→ Exercise instructions: Could you restate word for word every line of the records below, from the first one to the one holding "let mut entries = Vec::new();"?
#### Information shown
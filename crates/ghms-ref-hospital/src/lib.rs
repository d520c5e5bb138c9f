//! # ghms-ref-hospital
//!
//! Reference hospital workflows for the GHMS audit ledger.
//!
//! `seed_demo_day` replays a compressed working day across reception, the
//! wards, laboratory, radiology, pharmacy, finance, referrals, and the
//! data-as-a-service agent, so every kind of audited action lands in the
//! ledger at least once.
//!
//! All data is hardcoded and fictional.  No external systems are contacted.

pub mod mock_data;
pub mod workflows;

use tracing::info;

use ghms_audit::AuditService;
use ghms_contracts::{
    entry::AuditEntry,
    error::{AuditError, AuditResult},
};

use mock_data::{
    staff_with_role, StaffMember, DAAS_AGENT_TOKEN, DRUGS, IMAGING_STUDIES, LAB_TESTS, PATIENTS,
    REFERRAL_FACILITIES, STAFF,
};
use workflows::{
    access, billing, clinical,
    daas::{self, FeedbackLabel},
    referrals,
};

fn on_duty(role: &str) -> AuditResult<&'static StaffMember> {
    staff_with_role(role).ok_or_else(|| AuditError::InvalidEvent {
        reason: format!("no staff member with role '{}'", role),
    })
}

/// Record one simulated working day and return the committed entries in
/// ledger order.
///
/// The DAAS events go through token-checked ingestion, so `service` must
/// trust `DAAS_AGENT_TOKEN`.
pub fn seed_demo_day(service: &AuditService) -> AuditResult<Vec<AuditEntry>> {
    let reception = on_duty("Reception")?;
    let doctor = on_duty("Doctor")?;
    let lab = on_duty("LabTech")?;
    let radiology = on_duty("Radiologist")?;
    let pharmacy = on_duty("Pharmacist")?;
    let finance = on_duty("Finance")?;
    let nurse = on_duty("Nurse")?;
    let patient = &PATIENTS[0];
    let facility = &REFERRAL_FACILITIES[0];

    let mut entries = Vec::new();

    // ── Accounts and sign-in ──────────────────────────────────────────────────

    for staff in STAFF {
        entries.push(access::user_created(service, staff)?);
    }
    entries.push(access::user_updated(service, nurse, &["role", "ward"])?);
    for staff in [reception, doctor, lab, radiology, pharmacy, finance, nurse] {
        entries.push(access::login(service, staff)?);
    }

    // ── Registration and consultation ─────────────────────────────────────────

    for p in PATIENTS {
        entries.push(clinical::register_patient(service, reception, p)?);
    }
    entries.push(clinical::view_patient(service, doctor, patient)?);

    // ── Orders and results ────────────────────────────────────────────────────

    for (offset, test) in LAB_TESTS.iter().enumerate() {
        let order_id = 500 + offset as u32;
        entries.push(clinical::create_lab_order(service, doctor, patient, order_id, test)?);
        entries.push(clinical::finalize_lab_result(service, lab, order_id, *test == "CBC")?);
    }
    entries.push(clinical::create_rad_order(service, doctor, patient, 80, IMAGING_STUDIES[0])?);
    entries.push(clinical::finalize_rad_report(service, radiology, 80)?);

    for (offset, (drug, quantity)) in DRUGS.iter().enumerate() {
        entries.push(clinical::dispense(service, pharmacy, 300 + offset as u32, drug, *quantity)?);
    }

    // ── Billing ───────────────────────────────────────────────────────────────

    let mut items: Vec<&str> = LAB_TESTS.to_vec();
    items.push(IMAGING_STUDIES[0]);
    items.extend(DRUGS.iter().map(|(drug, _)| *drug));
    entries.push(billing::invoice(service, finance, patient, 9001, &items)?);
    let total = billing::invoice_total(&items);
    entries.push(billing::payment_taken(service, finance, 7001, 9001, total, "M-PESA")?);

    // ── Referral ──────────────────────────────────────────────────────────────

    entries.push(referrals::push_patient(service, doctor, patient, 7, facility)?);
    entries.push(referrals::accept_referral(service, 7, facility)?);
    entries.push(clinical::patient_report_generated(service, doctor, patient)?);
    entries.push(referrals::complete_referral(service, 7, facility)?);

    // ── DAAS agent ────────────────────────────────────────────────────────────

    entries.push(daas::shift_defined(service, DAAS_AGENT_TOKEN, 3, "Maternity")?);
    entries.push(daas::shift_feedback(
        service,
        DAAS_AGENT_TOKEN,
        nurse,
        3,
        FeedbackLabel::Verified,
        "handover matches ward board",
    )?);
    entries.push(daas::message_sent(service, DAAS_AGENT_TOKEN, nurse, 12)?);

    // ── Sign-out ──────────────────────────────────────────────────────────────

    for staff in [reception, doctor, lab, radiology, pharmacy, finance, nurse] {
        entries.push(access::logout(service, staff)?);
    }

    info!(count = entries.len(), "seeded demo day");
    Ok(entries)
}

// ── Tests ─────────────────────────────────────────────────────────────────────

#[cfg(test)]
mod tests {
    use std::collections::BTreeSet;

    use serde_json::json;

    use ghms_audit::{AuditService, InMemoryLedgerStore};
    use ghms_config::AuditConfig;
    use ghms_contracts::{error::AuditError, verify::BreakReason};
    use ghms_core::{verify_chain, AuditLedger};

    use super::*;

    fn service_trusting(tokens: &[&str]) -> AuditService {
        let mut config = AuditConfig::default();
        config.ingest.trusted_tokens = tokens.iter().map(|t| t.to_string()).collect();
        AuditService::new(AuditLedger::new(Box::new(InMemoryLedgerStore::new())), config)
    }

    #[test]
    fn test_demo_day_produces_an_intact_chain() {
        let service = service_trusting(&[DAAS_AGENT_TOKEN]);
        let entries = seed_demo_day(&service).unwrap();

        assert_eq!(service.ledger().len().unwrap(), entries.len() as u64);
        for pair in entries.windows(2) {
            assert_eq!(pair[1].prev_hash, pair[0].curr_hash);
        }

        let report = service.verify_all().unwrap();
        assert!(report.verified);
        assert_eq!(report.count, entries.len());
    }

    #[test]
    fn test_demo_day_covers_every_action() {
        let service = service_trusting(&[DAAS_AGENT_TOKEN]);
        let actions: BTreeSet<String> = seed_demo_day(&service)
            .unwrap()
            .into_iter()
            .map(|e| e.fields.action)
            .collect();

        for expected in [
            "LOGIN",
            "LOGOUT",
            "USER_CREATED",
            "USER_UPDATED",
            "PATIENT_REGISTERED",
            "VIEW_PATIENT",
            "CREATE_LAB_ORDER_DB",
            "FINALIZE_LAB_RESULT_DB",
            "CREATE_RAD_ORDER_DB",
            "FINALIZE_RAD_REPORT_DB",
            "PHARM_DISPENSE_DB",
            "FINANCE_INVOICE_DB",
            "PAYMENT_TAKEN",
            "PUSH_PATIENT",
            "ACCEPT_REFERRAL",
            "COMPLETE_REFERRAL",
            "PATIENT_REPORT_GENERATED",
            "SHIFT_DEFINED",
            "DAAS_SHIFT_FEEDBACK",
            "MSG_SENT",
        ] {
            assert!(actions.contains(expected), "missing {}", expected);
        }
    }

    #[test]
    fn test_demo_day_needs_trusted_agent_token() {
        let service = service_trusting(&[]);
        assert!(matches!(
            seed_demo_day(&service),
            Err(AuditError::UntrustedToken)
        ));
    }

    #[test]
    fn test_ingested_feedback_is_normalized() {
        let service = service_trusting(&[DAAS_AGENT_TOKEN]);
        let nurse = on_duty("Nurse").unwrap();
        let entry = daas::shift_feedback(
            &service,
            DAAS_AGENT_TOKEN,
            nurse,
            3,
            FeedbackLabel::Invalid,
            "wrong ward",
        )
        .unwrap();

        assert_eq!(entry.fields.actor_id.as_deref(), Some("41"));
        assert_eq!(entry.object_label(), "DaasShiftSummary#3");
        assert_eq!(entry.fields.extra["label"], json!("Invalid"));
    }

    #[test]
    fn test_invoice_total_comes_from_tariff() {
        let service = service_trusting(&[]);
        let finance = on_duty("Finance").unwrap();
        let entry = billing::invoice(&service, finance, &PATIENTS[1], 1, &["CBC", "LFT"]).unwrap();
        assert_eq!(entry.fields.extra["total_kes"], json!(2_300));
    }

    #[test]
    fn test_demo_day_payment_settles_the_invoice() {
        let service = service_trusting(&[DAAS_AGENT_TOKEN]);
        let entries = seed_demo_day(&service).unwrap();
        let field = |action: &str, key: &str| {
            entries
                .iter()
                .find(|e| e.fields.action == action)
                .and_then(|e| e.fields.extra.get(key).cloned())
                .unwrap()
        };

        assert_eq!(field("FINANCE_INVOICE_DB", "total_kes"), json!(5_670));
        assert_eq!(field("PAYMENT_TAKEN", "amount_kes"), json!(5_670));
    }

    #[test]
    fn test_editing_a_seeded_referral_is_detected() {
        let service = service_trusting(&[DAAS_AGENT_TOKEN]);
        let mut entries = seed_demo_day(&service).unwrap();
        let idx = entries
            .iter()
            .position(|e| e.fields.action == "PUSH_PATIENT")
            .unwrap();

        entries[idx]
            .fields
            .extra
            .insert("to_facility".to_string(), json!("MTRH"));

        let report = verify_chain(&entries).unwrap();
        assert_eq!(report.tampered_id, Some(entries[idx].sequence_id));
        assert_eq!(report.reason, Some(BreakReason::HashMismatch));
    }
}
########
→ Answer to the problem:
filename crates/ghms-ref-hospital/src/lib.rs
repository d520c5e5bb138c9f
//! # ghms-ref-hospital
//!
//! Reference hospital workflows for the GHMS audit ledger.
//!
//! `seed_demo_day` replays a compressed working day across reception, the
//! wards, laboratory, radiology, pharmacy, finance, referrals, and the
//! data-as-a-service agent, so every kind of audited action lands in the
//! ledger at least once.
//!
//! All data is hardcoded and fictional.  No external systems are contacted.

pub mod mock_data;
pub mod workflows;

use tracing::info;

use ghms_audit::AuditService;
use ghms_contracts::{
    entry::AuditEntry,
    error::{AuditError, AuditResult},
};

use mock_data::{
    staff_with_role, StaffMember, DAAS_AGENT_TOKEN, DRUGS, IMAGING_STUDIES, LAB_TESTS, PATIENTS,
    REFERRAL_FACILITIES, STAFF,
};
use workflows::{
    access, billing, clinical,
    daas::{self, FeedbackLabel},
    referrals,
};

fn on_duty(role: &str) -> AuditResult<&'static StaffMember> {
    staff_with_role(role).ok_or_else(|| AuditError::InvalidEvent {
        reason: format!("no staff member with role '{}'", role),
    })
}

/// Record one simulated working day and return the committed entries in
/// ledger order.
///
/// The DAAS events go through token-checked ingestion, so `service` must
/// trust `DAAS_AGENT_TOKEN`.
pub fn seed_demo_day(service: &AuditService) -> AuditResult<Vec<AuditEntry>> {
    let reception = on_duty("Reception")?;
    let doctor = on_duty("Doctor")?;
    let lab = on_duty("LabTech")?;
    let radiology = on_duty("Radiologist")?;
    let pharmacy = on_duty("Pharmacist")?;
    let finance = on_duty("Finance")?;
    let nurse = on_duty("Nurse")?;
    let patient = &PATIENTS[0];
    let facility = &REFERRAL_FACILITIES[0];

    let mut entries = Vec::new();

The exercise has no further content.